Pourquoi « teneur à 99 % » peut être la ligne la moins informative de la page
L’évaluation officielle du Royaume-Uni révèle un détail que la plupart des fiches commerciales omettent. Pour le monohydrate évalué, la teneur est calculée à partir des pourcentages mesurés de magnésium et de thrénate, d’un ajustement basé sur les masses molaires et de l’eau. Il ne s’agit pas d’une réponse unique d’un détecteur qui prouve indépendamment l’intégralité de la molécule. Un acheteur a donc besoin des résultats par composant, des méthodes et du calcul — pas seulement du pourcentage final.
Commencez par déterminer le matériau que le laboratoire teste. Les fiches substances de la FDA distinguent le thréonate de magnésium L anhydre, de masse moléculaire 294,5 et de numéro CAS 778571-57-6, du thréonate de magnésium L monohydraté, qui est la forme spécifiée dans l’autorisation européenne sous le numéro CAS 500304-76-7. Un certificat d’analyse (COA) mélangeant le numéro CAS, la masse formulaire, la teneur en magnésium ou la base eau peut produire des résultats apparemment précis mais incohérents.

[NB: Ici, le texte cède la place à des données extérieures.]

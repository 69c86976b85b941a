use std::fs;
use std::time::{Duration, Instant};

use color_eyre::eyre::WrapErr;
use crossterm::event::{self, Event, KeyCode, KeyEvent, KeyEventKind, KeyModifiers};
use ratatui::DefaultTerminal;
use windrift_assets::{DEFAULT_TEMPLATE, ImageCache};
use windrift_config::Config;
use windrift_core::ALL_COLORS;
use windrift_scene::Scene;

fn main() -> color_eyre::Result<()> {
    color_eyre::install()?;

    // Everything that can fail happens before raw mode: a bad template or
    // config aborts startup with a readable report.
    let config = Config::load()?;
    let template = match &config.template {
        Some(path) => fs::read_to_string(path)
            .wrap_err_with(|| format!("failed to load logo template {}", path.display()))?,
        None => DEFAULT_TEMPLATE.to_string(),
    };
    let images = ImageCache::init(&template, &ALL_COLORS)?;

    let terminal = ratatui::init();
    let result = App::new(config, images).run(terminal);
    ratatui::restore();
    result
}

/// The screensaver application: owns the tinted images and drives the
/// scene from a monotonic frame clock.
struct App {
    /// Is the application running?
    running: bool,
    /// Startup settings.
    config: Config,
    /// Tinted logo per palette color, built once before the loop.
    images: ImageCache,
}

impl App {
    /// Construct a new instance of [`App`].
    fn new(config: Config, images: ImageCache) -> Self {
        Self {
            running: false,
            config,
            images,
        }
    }

    /// Run the screensaver loop until a quit key arrives.
    fn run(mut self, mut terminal: DefaultTerminal) -> color_eyre::Result<()> {
        self.running = true;

        let size = terminal.size()?;
        let mut scene = Scene::new(
            self.config.logo_count,
            self.config.speed,
            size.width,
            size.height,
        );

        let started = Instant::now();
        while self.running {
            let elapsed_ms = started.elapsed().as_secs_f64() * 1000.0;

            // The scene throttles itself to the 60 Hz budget; frames that
            // come in under it are dropped but the loop polls on.
            if scene.advance(elapsed_ms) {
                terminal.draw(|frame| scene.render(frame, &self.images))?;
            }

            self.handle_crossterm_events(&mut scene)?;
        }
        Ok(())
    }

    /// Poll briefly for terminal events between frames.
    fn handle_crossterm_events(&mut self, scene: &mut Scene) -> color_eyre::Result<()> {
        if event::poll(Duration::from_millis(4))? {
            match event::read()? {
                Event::Key(key) if key.kind == KeyEventKind::Press => self.on_key_event(key),
                Event::Resize(width, height) => scene.resize(width, height),
                Event::Mouse(_) => {}
                _ => {}
            }
        }
        Ok(())
    }

    /// Handles the key events and updates the state of [`App`].
    fn on_key_event(&mut self, key: KeyEvent) {
        match (key.modifiers, key.code) {
            (_, KeyCode::Esc | KeyCode::Char('q'))
            | (KeyModifiers::CONTROL, KeyCode::Char('c') | KeyCode::Char('C')) => self.quit(),
            _ => {}
        }
    }

    /// Set running to false to quit the application.
    fn quit(&mut self) {
        self.running = false;
    }
}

Ensuite, associez les essais au procédé de synthèse. Le procédé évalué implique l’oxydation par l’acide ascorbique, le thréonate de calcium L, l’échange de magnésium, l’élimination de l’oxalate de calcium et la cristallisation à l’éthanol. Cela explique pourquoi des outils d’identification tels que l’IRTF, associés à des preuves compositionnelles ou chromatographiques, un soutien optique/stéréochimique, le magnésium, le thréonate L, l’acide oxalique, l’éthanol résiduel et l’eau peuvent revêtir de l’importance. Les métaux lourds et la microbiologie constituent des contrôles obligatoires, mais ils ne permettent pas de déterminer si une poudre blanche correspond bien au sel de magnésium approprié.
Enfin, vérifiez l’indépendance et la traçabilité. Obtenez la déclaration de conformité (COA) d’origine du fabricant, confirmez les révisions des méthodes et des spécifications, effectuez des essais fondés sur les risques dans un laboratoire compétent, et rapprochez chaque résultat avec les lots reçus et les lots de produit fini. Un beau fichier PDF constitue une affirmation ; une chaîne de preuves liée constitue l’assurance qualité.
Une déclaration de conformité (Certificate of Analysis) est un résumé. Ce n’est ni le produit, ni la méthode, ni le système qualité, ni la preuve que l’échantillon testé représente le lot que vous recevrez.
Pour le L-thréonate de magnésium, cela revêt une importance particulière, car un simple résultat de teneur totale en magnésium ne permet pas d’établir l’identité chimique complète, et un chiffre élevé d’« assay » peut signifier des choses différentes selon la méthode utilisée et la base de calcul.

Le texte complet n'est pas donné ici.